The NIMH Collaborative Depression Study developed composite ratings to quantify treatments appropriate for unipolar depression, psychotic depression, and bipolar disorder (23). The unipolar composite antidepressant rating is a summary measure of the intensity of somatic antidepressant treatment. The rationale and method for deriving the unipolar composite antidepressant rating have been described previously (23). The unipolar composite antidepressant rating algorithms continue to be revised with the introduction of new medications and further clinical experience with existing medications. A panel of experts, drawn from NIMH Collaborative Depression Study investigators, bases the approximations of dose equivalents largely on clinical experience, since there is limited randomized clinical trial literature that provides comparisons across graduated doses of the wide variety of medications included in the unipolar composite antidepressant rating. Daily doses of different classes of somatic antidepressant therapies are rated on a scale designed to reflect the overall commitment to somatic antidepressant treatment or intensity of treatment (examples are presented in Table 1). The algorithms include rules for increased treatment intensity associated with the use of medication for augmentation. Tests of plasma levels are not incorporated in the algorithms. The unipolar composite antidepressant rating does not purport to represent biologically equivalent doses. Instead, it is an ordinal scale of treatment intensity ranging from 0 to 4. A unipolar composite antidepressant rating of 0 indicates no somatic treatment, and unipolar composite antidepressant ratings of 1 to 4 represent progressively larger doses. We acknowledge that this scale is somewhat coarse. The analyses compare broad classes of treatment intensity and are not meant for inferences regarding differences in effectiveness of two medications or two doses of any one specific medication.

Data analyses

The analyses were conducted in two stages.

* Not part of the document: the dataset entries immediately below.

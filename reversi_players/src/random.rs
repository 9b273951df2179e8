use rand::rngs::StdRng;
use rand::seq::SliceRandom;
use reversi::{Game, Position};

use crate::Strategy;

/// Picks uniformly among the legal actions.
pub struct RandomPlayer {
    rng: StdRng,
}

impl RandomPlayer {
    pub fn new(rng: StdRng) -> Self {
        Self { rng }
    }
}

impl Strategy for RandomPlayer {
    fn name(&self) -> &str {
        "random"
    }

    fn play(&mut self, game: &Game) -> anyhow::Result<Option<Position>> {
        let legal_actions: Vec<Position> = game.legal_actions().iter().collect();
        Ok(legal_actions.choose(&mut self.rng).copied())
    }
}

#[cfg(test)]
mod tests {
    use rand::SeedableRng;
    use reversi::Color;

    use super::*;

    #[test]
    fn plays_only_legal_actions() {
        let mut player = RandomPlayer::new(StdRng::seed_from_u64(7));
        let mut game = Game::init(6);
        while !game.is_game_over() {
            let action = player.play(&game).unwrap();
            assert!(game.is_legal_action(action));
            game.execute_action(action).unwrap();
        }
        assert!(game.count(Color::Dark) + game.count(Color::Light) <= 36);
    }

    #[test]
    fn passes_when_stuck() {
        let board = "xoox\n-oox\nxoox\nxoxx".parse().unwrap();
        let game = Game::new(board, Color::Light);
        let mut player = RandomPlayer::new(StdRng::seed_from_u64(0));
        assert_eq!(player.play(&game).unwrap(), None);
    }
}
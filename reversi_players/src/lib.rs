mod greedy;
mod human;
mod random;
pub use greedy::*;
pub use human::*;
pub use random::*;

use reversi::{Game, Position};

/// A trait to simplify writing players.
///
/// The game is only borrowed immutably, so a player can look at the board,
/// the color to move, the legal actions and the disk counts, but cannot
/// change anything.
pub trait Strategy {
    /// A short name for logging and result tables.
    fn name(&self) -> &str;

    /// Choose the next action for the player to move. `Ok(None)` means passing,
    /// which should only be done if there is no legal placement.
    ///
    /// The game decides whether the action is legal. An error is reserved for
    /// failures to obtain an action at all, e.g. a closed input stream.
    fn play(&mut self, game: &Game) -> anyhow::Result<Option<Position>>;
}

First, analysis of the propensity for treatment intensity examined characteristics that distinguished among those receiving various levels of somatic antidepressant treatment. A dynamic adaptation of the propensity adjustment for ordinal doses (24) was employed in a mixed-effect ordinal logistic regression model (25); MIXOR software (26) was used for this model. Unipolar composite antidepressant rating was the ordinal dependent variable, and fixed effects included several demographic and clinical variables that were hypothesized to be associated with treatment intensity, such as gender, site, socioeconomic status, age, number of prior affective episodes, and treatment intensity during the most recent prior episode and prior well period. In addition, both symptom severity (mean psychiatric status rating in the 8 weeks before commencing treatment) and trajectory of symptom severity in the 8 weeks before the change in treatment (i.e., whether psychiatric status ratings were increasing, stable, or decreasing) were entered into the model. The significance of each variable was evaluated based on −2 log likelihood difference between models with and without the additional variable. A linear combination of these variables, called the propensity score, was derived on the basis of the results of the logistic model. A subject-specific intercept was included as a random effect to account for within-subject clustering.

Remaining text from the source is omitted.